* [TASK STATEMENT]: Work through the entries below and report how many lines include "DemoResponse". The number alone is the answer.

* [DATA UNDER STUDY]:
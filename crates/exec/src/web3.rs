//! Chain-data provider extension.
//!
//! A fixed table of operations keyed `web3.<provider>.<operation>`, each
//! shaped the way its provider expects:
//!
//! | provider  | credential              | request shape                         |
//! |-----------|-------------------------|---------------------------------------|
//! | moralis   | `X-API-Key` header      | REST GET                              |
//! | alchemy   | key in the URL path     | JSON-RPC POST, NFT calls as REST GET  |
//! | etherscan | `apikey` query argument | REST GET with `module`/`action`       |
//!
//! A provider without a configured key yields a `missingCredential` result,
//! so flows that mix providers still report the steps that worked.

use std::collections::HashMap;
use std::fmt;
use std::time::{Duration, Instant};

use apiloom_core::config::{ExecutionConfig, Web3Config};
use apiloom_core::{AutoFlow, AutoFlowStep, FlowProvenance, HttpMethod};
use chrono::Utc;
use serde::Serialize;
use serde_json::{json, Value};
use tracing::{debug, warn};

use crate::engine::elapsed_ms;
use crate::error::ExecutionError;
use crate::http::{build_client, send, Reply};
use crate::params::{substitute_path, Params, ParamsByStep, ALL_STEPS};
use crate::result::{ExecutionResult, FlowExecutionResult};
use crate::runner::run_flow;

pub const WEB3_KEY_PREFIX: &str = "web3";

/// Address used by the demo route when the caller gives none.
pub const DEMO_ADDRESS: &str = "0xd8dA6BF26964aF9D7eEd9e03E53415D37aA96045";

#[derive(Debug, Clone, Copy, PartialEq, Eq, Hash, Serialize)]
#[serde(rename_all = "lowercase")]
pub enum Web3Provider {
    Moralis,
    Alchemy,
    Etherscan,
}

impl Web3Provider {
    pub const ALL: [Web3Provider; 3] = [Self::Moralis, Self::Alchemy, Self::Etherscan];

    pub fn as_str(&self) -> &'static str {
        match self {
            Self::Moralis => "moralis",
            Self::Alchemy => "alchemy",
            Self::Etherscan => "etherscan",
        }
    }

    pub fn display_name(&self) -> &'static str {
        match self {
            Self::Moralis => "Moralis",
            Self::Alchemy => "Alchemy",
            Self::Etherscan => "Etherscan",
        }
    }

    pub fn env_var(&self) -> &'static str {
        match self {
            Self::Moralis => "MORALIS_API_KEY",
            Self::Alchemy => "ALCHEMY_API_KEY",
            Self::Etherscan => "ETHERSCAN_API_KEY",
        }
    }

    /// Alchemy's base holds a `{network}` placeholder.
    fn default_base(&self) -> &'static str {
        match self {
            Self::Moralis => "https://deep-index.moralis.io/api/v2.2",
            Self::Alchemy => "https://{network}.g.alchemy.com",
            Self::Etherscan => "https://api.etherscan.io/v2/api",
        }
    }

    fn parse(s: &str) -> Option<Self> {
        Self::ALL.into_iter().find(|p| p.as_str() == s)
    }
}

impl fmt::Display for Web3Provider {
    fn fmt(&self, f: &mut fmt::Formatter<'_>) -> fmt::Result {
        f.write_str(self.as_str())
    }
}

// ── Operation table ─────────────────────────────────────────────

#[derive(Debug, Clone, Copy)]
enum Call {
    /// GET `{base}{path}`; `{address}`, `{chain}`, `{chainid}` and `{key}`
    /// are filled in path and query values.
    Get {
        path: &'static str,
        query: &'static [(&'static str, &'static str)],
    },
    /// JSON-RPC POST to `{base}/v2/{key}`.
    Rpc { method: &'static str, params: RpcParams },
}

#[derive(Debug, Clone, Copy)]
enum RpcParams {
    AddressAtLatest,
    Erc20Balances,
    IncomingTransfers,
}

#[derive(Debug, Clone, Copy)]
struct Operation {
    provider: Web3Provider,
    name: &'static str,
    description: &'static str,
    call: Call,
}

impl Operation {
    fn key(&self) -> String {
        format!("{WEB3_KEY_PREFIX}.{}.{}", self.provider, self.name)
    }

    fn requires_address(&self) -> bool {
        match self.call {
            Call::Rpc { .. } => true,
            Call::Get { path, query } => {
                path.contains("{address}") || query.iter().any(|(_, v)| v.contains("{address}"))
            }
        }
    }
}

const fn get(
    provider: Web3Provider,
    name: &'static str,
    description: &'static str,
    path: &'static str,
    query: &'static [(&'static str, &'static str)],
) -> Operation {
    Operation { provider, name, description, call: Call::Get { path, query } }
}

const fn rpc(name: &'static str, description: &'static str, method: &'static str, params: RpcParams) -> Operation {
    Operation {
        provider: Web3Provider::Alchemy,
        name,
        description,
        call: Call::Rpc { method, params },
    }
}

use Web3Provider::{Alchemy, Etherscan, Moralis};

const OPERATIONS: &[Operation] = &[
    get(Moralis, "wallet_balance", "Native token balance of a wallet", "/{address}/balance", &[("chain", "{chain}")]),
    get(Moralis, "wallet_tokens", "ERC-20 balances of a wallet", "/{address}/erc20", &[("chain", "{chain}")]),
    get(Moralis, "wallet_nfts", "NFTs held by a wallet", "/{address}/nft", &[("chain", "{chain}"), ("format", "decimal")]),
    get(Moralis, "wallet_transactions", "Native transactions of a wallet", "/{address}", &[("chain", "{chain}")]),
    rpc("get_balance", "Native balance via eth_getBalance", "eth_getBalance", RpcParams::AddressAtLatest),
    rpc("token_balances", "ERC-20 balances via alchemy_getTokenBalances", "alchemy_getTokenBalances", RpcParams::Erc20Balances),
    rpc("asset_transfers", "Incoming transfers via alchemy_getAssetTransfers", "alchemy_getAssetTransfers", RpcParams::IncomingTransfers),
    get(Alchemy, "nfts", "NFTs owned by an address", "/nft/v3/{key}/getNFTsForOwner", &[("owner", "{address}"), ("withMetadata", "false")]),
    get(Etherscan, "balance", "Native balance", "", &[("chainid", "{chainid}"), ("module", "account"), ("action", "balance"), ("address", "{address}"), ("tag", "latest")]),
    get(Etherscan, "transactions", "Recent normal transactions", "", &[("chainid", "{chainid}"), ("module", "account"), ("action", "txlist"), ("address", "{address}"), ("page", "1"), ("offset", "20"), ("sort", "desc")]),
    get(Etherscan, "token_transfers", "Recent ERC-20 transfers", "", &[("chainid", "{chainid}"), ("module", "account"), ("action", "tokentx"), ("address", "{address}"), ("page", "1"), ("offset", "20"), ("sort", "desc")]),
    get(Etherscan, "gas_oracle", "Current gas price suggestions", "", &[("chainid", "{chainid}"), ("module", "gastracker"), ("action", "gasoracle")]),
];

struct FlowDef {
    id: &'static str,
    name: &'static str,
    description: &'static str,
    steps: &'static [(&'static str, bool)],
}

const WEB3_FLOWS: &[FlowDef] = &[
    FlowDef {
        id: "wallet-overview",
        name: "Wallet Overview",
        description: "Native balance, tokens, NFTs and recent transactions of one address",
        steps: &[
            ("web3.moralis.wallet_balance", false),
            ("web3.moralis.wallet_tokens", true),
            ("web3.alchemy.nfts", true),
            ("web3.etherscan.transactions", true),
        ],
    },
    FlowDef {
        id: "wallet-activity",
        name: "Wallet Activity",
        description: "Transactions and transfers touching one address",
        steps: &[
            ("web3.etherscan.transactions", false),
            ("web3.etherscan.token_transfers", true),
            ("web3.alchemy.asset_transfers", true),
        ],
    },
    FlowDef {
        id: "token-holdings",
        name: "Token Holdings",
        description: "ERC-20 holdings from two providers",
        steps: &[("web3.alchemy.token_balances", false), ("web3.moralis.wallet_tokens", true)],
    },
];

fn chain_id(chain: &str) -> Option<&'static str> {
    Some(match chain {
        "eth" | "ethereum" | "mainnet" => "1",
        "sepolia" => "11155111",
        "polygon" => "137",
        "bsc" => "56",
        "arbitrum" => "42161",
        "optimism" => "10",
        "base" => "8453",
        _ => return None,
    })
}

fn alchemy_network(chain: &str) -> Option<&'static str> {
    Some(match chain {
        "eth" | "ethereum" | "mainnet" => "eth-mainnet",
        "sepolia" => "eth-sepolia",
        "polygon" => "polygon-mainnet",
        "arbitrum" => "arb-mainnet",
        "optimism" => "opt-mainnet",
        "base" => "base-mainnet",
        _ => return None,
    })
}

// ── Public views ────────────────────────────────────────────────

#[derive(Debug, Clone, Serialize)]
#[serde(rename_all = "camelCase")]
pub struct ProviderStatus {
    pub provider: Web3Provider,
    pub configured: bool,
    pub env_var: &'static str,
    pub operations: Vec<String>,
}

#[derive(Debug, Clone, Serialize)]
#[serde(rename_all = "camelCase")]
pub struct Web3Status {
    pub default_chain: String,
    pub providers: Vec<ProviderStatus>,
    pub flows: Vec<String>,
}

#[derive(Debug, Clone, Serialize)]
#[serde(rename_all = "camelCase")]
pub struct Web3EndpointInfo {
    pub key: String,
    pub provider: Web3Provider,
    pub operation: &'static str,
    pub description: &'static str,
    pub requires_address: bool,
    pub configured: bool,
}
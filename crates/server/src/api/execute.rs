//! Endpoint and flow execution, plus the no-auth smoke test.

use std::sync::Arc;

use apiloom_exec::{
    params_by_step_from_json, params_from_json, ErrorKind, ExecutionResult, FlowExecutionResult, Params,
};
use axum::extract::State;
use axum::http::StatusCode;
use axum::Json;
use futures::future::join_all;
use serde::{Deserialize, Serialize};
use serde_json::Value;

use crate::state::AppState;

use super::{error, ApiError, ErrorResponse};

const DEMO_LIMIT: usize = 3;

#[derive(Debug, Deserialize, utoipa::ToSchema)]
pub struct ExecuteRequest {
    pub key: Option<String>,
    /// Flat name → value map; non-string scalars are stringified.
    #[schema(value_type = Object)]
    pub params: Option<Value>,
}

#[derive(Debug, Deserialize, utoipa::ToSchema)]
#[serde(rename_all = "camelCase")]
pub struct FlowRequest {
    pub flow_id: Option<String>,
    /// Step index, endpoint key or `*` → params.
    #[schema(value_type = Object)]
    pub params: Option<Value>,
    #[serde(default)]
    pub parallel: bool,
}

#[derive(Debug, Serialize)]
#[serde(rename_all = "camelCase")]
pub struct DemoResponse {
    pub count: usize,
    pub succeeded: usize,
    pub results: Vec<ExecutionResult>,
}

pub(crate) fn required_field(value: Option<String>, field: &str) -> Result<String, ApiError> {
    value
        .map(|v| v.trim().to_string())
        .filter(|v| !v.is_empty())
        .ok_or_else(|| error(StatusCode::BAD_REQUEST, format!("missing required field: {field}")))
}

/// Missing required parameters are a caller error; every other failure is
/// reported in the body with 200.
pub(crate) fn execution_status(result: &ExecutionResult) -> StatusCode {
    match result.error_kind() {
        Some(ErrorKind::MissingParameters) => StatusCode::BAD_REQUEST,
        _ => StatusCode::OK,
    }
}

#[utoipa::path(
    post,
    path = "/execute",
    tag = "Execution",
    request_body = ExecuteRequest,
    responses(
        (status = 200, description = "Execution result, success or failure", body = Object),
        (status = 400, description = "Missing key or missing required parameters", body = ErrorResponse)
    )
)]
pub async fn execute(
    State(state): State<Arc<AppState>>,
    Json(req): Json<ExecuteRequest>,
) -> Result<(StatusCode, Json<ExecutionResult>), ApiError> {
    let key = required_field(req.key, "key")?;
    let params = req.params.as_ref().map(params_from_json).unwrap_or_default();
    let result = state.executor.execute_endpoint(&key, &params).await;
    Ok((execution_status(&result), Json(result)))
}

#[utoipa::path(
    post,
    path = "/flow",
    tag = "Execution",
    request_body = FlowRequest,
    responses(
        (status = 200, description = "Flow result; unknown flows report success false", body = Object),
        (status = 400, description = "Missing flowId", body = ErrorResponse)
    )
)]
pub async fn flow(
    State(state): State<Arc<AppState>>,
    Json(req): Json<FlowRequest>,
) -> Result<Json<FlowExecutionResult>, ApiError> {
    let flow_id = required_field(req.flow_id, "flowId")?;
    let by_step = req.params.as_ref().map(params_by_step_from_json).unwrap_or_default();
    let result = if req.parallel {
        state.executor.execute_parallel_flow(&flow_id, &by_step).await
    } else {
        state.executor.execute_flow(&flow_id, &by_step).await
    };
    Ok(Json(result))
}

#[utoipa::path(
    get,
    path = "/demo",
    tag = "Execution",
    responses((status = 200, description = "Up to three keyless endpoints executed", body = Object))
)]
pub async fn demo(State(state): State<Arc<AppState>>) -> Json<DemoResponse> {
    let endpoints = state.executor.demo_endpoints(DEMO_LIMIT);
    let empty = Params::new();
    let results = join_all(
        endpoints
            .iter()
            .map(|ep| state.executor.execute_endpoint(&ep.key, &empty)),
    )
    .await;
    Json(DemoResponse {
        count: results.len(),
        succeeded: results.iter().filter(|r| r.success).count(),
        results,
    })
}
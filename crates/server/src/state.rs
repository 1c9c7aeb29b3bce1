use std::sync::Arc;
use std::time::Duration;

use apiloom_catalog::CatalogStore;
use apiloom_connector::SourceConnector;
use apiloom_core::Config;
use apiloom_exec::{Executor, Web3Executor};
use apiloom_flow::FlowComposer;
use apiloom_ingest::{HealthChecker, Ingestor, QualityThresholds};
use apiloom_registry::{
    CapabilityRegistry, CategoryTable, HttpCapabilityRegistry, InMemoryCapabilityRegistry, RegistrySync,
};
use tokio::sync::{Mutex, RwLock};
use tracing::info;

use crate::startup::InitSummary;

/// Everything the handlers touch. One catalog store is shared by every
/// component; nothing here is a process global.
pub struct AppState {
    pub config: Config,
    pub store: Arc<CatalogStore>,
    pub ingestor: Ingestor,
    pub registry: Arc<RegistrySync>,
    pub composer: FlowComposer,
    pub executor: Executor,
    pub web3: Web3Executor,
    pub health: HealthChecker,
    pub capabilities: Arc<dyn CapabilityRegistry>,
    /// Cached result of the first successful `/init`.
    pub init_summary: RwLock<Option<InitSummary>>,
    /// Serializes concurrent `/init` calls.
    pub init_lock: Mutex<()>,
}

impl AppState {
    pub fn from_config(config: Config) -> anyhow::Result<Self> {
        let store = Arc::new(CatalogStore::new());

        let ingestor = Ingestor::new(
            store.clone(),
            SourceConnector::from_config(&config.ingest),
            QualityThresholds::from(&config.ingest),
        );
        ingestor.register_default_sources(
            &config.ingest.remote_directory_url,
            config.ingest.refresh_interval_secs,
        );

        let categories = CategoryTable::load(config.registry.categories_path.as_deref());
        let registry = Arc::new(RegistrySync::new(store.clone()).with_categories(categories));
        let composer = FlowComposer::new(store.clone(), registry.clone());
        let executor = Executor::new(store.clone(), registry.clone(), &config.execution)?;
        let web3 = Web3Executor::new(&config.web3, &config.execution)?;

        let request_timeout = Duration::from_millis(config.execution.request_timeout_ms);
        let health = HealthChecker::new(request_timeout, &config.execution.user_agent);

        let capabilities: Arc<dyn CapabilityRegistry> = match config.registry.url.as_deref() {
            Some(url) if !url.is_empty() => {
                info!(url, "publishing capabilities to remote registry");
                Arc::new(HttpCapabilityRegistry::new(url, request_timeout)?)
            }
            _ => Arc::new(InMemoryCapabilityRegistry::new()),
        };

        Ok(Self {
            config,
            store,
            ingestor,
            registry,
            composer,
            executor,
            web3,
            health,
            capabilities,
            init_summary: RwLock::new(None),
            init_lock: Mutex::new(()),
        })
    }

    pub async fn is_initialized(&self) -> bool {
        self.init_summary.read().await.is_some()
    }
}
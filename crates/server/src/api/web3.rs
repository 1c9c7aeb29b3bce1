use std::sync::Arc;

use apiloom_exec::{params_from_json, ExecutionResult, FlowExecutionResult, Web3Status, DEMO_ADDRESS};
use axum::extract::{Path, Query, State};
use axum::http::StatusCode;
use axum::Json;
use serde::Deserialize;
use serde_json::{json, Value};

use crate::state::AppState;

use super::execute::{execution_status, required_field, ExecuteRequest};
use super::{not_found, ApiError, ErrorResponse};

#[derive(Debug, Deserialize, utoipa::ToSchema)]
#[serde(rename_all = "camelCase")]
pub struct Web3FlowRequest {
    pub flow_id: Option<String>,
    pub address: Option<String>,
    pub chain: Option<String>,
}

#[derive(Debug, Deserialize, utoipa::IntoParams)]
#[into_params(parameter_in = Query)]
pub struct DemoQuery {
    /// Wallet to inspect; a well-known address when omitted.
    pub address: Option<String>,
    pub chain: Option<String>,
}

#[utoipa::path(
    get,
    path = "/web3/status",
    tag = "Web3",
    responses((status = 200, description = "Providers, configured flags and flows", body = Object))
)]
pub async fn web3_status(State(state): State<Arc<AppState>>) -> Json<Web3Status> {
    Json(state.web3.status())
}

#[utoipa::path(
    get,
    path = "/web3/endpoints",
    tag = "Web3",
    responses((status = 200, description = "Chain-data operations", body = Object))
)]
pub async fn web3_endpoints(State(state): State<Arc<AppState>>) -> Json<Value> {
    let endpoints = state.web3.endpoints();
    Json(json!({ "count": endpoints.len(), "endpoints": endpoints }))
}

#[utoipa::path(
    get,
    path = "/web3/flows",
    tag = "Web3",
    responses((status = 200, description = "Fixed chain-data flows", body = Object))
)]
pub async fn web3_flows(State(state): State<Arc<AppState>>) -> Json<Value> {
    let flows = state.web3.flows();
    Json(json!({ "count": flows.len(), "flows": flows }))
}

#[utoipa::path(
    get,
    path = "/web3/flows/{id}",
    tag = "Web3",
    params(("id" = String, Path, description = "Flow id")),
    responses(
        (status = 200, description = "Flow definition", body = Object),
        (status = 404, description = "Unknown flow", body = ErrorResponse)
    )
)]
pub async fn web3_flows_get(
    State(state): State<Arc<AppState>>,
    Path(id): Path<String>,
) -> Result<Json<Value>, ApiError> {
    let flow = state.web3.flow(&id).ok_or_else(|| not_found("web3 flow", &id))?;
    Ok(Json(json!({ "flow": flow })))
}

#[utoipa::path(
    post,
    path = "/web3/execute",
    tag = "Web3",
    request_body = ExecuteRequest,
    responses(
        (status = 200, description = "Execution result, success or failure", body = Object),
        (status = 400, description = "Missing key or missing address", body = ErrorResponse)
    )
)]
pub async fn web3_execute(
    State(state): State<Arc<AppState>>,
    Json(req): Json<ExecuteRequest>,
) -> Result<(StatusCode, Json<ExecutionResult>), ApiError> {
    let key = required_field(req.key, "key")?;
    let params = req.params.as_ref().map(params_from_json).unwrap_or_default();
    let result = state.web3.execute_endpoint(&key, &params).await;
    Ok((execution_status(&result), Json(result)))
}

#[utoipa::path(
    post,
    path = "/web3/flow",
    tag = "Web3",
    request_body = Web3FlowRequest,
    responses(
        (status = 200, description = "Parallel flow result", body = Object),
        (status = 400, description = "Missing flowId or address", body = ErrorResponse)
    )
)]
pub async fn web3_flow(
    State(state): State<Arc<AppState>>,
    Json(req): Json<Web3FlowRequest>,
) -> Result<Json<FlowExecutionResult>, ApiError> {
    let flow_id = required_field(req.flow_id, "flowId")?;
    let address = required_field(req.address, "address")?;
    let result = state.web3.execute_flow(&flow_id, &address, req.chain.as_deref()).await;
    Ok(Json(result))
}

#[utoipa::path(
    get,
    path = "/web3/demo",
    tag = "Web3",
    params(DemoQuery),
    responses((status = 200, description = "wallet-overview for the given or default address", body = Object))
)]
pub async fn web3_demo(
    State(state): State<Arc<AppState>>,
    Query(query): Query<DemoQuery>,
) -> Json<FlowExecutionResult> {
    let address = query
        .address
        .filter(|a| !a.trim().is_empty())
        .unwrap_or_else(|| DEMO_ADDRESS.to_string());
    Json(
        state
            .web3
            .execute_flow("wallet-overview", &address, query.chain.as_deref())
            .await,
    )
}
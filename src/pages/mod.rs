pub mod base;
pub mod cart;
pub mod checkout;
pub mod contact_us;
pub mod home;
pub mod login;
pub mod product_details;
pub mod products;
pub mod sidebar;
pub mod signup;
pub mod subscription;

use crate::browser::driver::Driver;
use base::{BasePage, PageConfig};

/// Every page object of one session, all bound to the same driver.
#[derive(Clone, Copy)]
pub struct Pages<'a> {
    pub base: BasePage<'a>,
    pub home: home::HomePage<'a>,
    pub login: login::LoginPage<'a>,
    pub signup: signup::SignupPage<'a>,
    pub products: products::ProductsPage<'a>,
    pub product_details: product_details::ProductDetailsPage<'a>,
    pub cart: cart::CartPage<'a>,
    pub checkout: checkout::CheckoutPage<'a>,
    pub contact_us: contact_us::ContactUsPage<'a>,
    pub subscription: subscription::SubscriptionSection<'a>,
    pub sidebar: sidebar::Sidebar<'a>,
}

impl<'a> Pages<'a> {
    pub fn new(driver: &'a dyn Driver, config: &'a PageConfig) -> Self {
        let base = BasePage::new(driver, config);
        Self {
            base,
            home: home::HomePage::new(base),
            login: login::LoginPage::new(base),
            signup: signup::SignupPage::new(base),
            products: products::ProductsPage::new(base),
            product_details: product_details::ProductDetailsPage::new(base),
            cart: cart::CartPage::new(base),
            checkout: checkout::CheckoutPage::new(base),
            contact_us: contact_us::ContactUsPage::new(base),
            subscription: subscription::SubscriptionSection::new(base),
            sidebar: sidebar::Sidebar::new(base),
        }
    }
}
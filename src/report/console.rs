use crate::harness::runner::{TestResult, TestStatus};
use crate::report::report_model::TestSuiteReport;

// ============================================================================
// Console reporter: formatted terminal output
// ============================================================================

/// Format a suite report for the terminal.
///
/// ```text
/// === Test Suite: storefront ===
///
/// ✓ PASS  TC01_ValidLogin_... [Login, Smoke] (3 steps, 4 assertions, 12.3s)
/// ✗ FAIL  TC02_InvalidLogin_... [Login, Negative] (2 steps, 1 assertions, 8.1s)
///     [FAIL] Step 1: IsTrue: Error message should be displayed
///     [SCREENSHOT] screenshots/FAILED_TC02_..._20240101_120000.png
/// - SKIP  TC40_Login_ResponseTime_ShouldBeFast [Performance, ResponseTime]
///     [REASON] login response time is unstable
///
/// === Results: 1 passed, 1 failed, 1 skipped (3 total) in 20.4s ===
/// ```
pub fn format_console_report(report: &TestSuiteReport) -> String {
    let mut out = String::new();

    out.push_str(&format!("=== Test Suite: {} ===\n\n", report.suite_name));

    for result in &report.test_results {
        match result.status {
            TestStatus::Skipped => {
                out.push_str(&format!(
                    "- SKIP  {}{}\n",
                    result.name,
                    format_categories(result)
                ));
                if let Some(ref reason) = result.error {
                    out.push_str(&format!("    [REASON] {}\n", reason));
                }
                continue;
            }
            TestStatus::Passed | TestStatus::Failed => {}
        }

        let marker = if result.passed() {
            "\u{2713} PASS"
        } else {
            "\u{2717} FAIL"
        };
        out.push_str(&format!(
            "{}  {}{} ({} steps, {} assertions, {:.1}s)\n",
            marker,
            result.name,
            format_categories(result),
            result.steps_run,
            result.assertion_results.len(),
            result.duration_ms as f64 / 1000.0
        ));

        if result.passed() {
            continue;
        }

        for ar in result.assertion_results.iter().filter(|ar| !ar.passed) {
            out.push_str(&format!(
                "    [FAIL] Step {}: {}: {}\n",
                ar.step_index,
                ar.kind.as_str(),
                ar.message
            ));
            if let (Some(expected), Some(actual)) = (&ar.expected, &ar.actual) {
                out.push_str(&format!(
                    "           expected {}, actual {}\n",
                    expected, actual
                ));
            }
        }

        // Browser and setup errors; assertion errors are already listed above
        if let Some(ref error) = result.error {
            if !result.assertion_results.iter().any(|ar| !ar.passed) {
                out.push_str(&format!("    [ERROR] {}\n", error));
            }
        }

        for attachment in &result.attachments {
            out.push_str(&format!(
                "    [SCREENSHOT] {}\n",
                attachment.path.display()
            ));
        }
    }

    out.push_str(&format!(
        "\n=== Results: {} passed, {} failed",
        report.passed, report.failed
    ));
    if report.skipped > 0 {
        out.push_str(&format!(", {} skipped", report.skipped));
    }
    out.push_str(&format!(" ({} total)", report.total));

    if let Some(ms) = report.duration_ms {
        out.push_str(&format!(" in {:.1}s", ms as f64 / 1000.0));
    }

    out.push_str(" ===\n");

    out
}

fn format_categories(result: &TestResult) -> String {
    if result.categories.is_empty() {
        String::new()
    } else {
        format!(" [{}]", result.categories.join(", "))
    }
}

* [EXERCISE ANSWER]: 3